[[ Input data, beginning ]]
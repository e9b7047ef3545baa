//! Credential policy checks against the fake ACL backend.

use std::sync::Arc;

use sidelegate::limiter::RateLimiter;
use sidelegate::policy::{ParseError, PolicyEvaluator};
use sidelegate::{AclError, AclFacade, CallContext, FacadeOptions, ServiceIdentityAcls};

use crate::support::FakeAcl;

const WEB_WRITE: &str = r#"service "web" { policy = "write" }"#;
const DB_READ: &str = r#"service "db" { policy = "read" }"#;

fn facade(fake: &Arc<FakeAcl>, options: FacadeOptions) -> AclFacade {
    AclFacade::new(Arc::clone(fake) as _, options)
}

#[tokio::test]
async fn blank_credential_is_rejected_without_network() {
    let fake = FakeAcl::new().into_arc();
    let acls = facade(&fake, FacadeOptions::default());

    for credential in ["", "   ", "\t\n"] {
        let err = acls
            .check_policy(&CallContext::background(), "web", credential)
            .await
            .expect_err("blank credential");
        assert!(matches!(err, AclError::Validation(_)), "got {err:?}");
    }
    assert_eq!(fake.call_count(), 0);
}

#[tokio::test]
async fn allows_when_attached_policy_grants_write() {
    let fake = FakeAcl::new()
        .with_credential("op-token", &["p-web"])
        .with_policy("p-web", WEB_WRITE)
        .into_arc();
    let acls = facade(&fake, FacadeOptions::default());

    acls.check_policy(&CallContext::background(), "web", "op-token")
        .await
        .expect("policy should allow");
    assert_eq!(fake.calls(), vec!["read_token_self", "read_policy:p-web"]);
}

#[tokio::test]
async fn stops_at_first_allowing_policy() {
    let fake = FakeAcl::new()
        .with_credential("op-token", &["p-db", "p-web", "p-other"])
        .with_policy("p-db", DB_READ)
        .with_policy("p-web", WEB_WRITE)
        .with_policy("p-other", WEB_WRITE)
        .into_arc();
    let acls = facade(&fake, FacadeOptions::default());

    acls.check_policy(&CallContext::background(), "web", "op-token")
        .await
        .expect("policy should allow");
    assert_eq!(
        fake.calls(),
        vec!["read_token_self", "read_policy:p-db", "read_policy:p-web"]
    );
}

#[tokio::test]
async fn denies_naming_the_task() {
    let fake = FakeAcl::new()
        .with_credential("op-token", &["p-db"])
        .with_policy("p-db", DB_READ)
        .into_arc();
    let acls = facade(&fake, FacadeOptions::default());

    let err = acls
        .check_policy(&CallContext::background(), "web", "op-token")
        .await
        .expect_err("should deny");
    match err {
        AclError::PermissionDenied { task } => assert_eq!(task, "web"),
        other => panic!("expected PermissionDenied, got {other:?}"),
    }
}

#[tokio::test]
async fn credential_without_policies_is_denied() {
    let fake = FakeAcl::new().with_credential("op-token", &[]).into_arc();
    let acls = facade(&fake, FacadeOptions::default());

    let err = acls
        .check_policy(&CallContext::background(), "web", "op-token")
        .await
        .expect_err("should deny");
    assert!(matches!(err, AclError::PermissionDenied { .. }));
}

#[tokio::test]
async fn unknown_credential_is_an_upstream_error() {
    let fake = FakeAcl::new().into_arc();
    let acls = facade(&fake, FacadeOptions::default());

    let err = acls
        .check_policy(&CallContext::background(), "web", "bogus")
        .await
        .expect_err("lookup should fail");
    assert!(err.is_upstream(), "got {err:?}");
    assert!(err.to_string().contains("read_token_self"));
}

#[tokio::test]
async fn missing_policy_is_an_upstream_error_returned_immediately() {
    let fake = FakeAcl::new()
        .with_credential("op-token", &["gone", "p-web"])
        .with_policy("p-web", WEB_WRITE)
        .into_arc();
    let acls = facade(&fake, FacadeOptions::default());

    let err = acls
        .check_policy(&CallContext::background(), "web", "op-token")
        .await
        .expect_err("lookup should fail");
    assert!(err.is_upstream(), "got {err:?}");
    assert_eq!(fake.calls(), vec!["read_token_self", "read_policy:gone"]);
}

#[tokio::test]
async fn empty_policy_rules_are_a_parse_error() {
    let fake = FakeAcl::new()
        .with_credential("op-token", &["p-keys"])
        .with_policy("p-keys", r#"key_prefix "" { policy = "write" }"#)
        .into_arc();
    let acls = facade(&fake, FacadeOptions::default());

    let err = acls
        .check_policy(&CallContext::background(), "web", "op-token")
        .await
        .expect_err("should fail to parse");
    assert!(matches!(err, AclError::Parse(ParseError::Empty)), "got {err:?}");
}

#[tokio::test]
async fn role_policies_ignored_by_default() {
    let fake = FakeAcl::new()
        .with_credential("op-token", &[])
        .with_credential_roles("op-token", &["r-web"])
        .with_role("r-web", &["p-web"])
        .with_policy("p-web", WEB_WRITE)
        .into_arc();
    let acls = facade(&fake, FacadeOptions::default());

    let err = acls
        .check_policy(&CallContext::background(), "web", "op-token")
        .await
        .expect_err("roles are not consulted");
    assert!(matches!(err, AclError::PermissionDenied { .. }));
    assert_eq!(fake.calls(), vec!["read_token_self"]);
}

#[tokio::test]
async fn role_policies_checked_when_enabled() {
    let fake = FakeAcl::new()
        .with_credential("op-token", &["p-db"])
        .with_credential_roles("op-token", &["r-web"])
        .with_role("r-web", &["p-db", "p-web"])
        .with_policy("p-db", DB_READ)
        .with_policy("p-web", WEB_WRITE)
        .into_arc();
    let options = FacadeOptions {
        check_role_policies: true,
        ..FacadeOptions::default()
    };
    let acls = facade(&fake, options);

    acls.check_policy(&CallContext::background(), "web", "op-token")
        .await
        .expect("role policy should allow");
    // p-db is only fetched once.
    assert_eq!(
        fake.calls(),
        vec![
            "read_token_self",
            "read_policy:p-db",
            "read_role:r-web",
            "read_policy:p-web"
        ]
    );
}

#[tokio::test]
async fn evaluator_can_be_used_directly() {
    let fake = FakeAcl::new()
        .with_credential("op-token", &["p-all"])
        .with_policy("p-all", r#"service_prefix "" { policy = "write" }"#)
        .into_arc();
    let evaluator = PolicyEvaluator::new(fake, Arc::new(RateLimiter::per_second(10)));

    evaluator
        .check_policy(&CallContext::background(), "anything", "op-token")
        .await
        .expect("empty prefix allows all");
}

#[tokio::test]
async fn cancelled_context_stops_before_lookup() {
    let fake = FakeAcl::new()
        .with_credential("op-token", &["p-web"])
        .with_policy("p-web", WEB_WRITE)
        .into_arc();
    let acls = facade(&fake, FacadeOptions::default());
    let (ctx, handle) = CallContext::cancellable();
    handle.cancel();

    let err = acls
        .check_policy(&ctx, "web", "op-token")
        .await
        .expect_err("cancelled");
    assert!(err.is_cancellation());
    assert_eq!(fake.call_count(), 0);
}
[[ Input data, end ]]
[[ Input data, beginning ]]
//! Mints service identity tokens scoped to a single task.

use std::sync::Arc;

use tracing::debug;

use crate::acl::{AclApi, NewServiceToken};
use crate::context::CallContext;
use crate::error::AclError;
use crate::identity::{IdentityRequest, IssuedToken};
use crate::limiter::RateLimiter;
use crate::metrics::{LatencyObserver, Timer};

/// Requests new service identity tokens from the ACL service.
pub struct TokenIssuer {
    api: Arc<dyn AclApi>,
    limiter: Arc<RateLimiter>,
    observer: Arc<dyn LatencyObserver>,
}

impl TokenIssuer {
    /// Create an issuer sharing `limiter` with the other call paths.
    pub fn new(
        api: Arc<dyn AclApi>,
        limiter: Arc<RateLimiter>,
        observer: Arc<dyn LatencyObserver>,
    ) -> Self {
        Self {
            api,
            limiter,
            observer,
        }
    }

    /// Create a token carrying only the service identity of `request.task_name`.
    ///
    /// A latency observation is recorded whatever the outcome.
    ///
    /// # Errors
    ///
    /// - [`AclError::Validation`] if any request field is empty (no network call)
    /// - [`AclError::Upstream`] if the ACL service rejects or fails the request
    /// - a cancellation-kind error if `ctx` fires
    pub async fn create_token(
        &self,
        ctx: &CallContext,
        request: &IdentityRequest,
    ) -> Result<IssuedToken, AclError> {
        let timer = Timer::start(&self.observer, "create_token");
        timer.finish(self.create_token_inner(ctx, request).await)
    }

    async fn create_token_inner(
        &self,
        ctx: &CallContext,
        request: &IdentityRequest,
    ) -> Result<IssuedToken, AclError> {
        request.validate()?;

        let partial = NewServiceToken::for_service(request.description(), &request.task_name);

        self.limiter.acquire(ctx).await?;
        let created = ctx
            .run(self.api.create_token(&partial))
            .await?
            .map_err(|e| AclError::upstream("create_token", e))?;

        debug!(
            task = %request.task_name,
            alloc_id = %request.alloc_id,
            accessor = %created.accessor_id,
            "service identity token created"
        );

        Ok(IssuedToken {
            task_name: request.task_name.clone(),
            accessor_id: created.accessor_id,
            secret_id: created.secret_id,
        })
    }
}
[[ Input data, end ]]
[[ Input data, beginning ]]
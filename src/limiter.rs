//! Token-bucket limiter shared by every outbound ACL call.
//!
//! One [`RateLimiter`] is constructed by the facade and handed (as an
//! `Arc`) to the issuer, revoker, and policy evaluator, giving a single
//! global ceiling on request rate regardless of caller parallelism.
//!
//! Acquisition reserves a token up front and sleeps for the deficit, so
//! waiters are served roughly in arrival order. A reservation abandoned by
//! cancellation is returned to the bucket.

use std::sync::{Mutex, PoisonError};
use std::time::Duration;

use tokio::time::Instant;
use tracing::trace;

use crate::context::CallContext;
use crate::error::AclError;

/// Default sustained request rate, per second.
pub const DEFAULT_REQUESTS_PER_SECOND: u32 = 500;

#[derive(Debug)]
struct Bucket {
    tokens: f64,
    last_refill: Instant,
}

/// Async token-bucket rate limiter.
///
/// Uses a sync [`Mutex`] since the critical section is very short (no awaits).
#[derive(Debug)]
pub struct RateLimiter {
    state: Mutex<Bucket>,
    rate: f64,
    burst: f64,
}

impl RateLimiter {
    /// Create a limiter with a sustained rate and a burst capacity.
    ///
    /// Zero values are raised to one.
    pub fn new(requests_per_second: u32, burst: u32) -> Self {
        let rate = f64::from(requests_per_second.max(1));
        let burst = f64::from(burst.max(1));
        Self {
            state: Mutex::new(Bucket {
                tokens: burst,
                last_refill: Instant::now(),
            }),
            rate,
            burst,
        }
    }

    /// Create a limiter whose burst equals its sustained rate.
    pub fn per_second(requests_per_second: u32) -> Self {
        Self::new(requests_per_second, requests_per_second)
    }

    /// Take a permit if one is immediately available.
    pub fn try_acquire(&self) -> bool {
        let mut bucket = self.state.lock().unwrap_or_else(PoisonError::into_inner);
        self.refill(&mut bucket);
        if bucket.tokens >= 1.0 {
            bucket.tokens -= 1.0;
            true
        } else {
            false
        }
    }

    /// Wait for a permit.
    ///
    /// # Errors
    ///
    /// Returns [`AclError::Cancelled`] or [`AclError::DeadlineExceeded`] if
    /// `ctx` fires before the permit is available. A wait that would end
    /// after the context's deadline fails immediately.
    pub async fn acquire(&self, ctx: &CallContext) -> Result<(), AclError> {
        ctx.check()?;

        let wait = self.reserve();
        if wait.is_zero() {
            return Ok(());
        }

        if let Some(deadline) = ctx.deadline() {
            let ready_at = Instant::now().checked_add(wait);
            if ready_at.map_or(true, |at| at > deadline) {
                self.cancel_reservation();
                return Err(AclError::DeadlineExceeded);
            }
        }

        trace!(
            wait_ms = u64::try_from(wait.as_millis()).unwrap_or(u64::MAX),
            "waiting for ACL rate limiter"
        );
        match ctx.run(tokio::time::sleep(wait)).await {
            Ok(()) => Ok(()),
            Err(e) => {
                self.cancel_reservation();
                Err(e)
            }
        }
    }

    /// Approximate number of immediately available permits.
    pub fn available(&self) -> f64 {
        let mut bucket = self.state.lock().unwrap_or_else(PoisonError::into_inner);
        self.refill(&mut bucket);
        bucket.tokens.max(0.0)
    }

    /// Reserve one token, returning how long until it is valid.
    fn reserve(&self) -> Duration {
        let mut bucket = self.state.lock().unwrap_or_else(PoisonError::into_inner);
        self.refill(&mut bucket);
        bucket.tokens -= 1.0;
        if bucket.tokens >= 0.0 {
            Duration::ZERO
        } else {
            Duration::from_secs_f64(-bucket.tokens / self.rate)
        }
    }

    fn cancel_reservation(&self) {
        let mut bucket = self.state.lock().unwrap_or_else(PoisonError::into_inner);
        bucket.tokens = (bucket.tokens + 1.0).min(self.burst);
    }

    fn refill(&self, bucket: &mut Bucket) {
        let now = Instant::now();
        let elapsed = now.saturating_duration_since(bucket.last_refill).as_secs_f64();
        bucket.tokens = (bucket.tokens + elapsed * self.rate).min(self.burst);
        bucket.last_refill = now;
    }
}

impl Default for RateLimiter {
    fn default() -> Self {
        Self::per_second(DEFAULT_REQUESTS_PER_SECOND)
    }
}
[[ Input data, end ]]
Assignment: Only lines holding the word "handle" are wanted; copy each one from the listing.

The answer:
    let (ctx, handle) = CallContext::cancellable();
    handle.cancel();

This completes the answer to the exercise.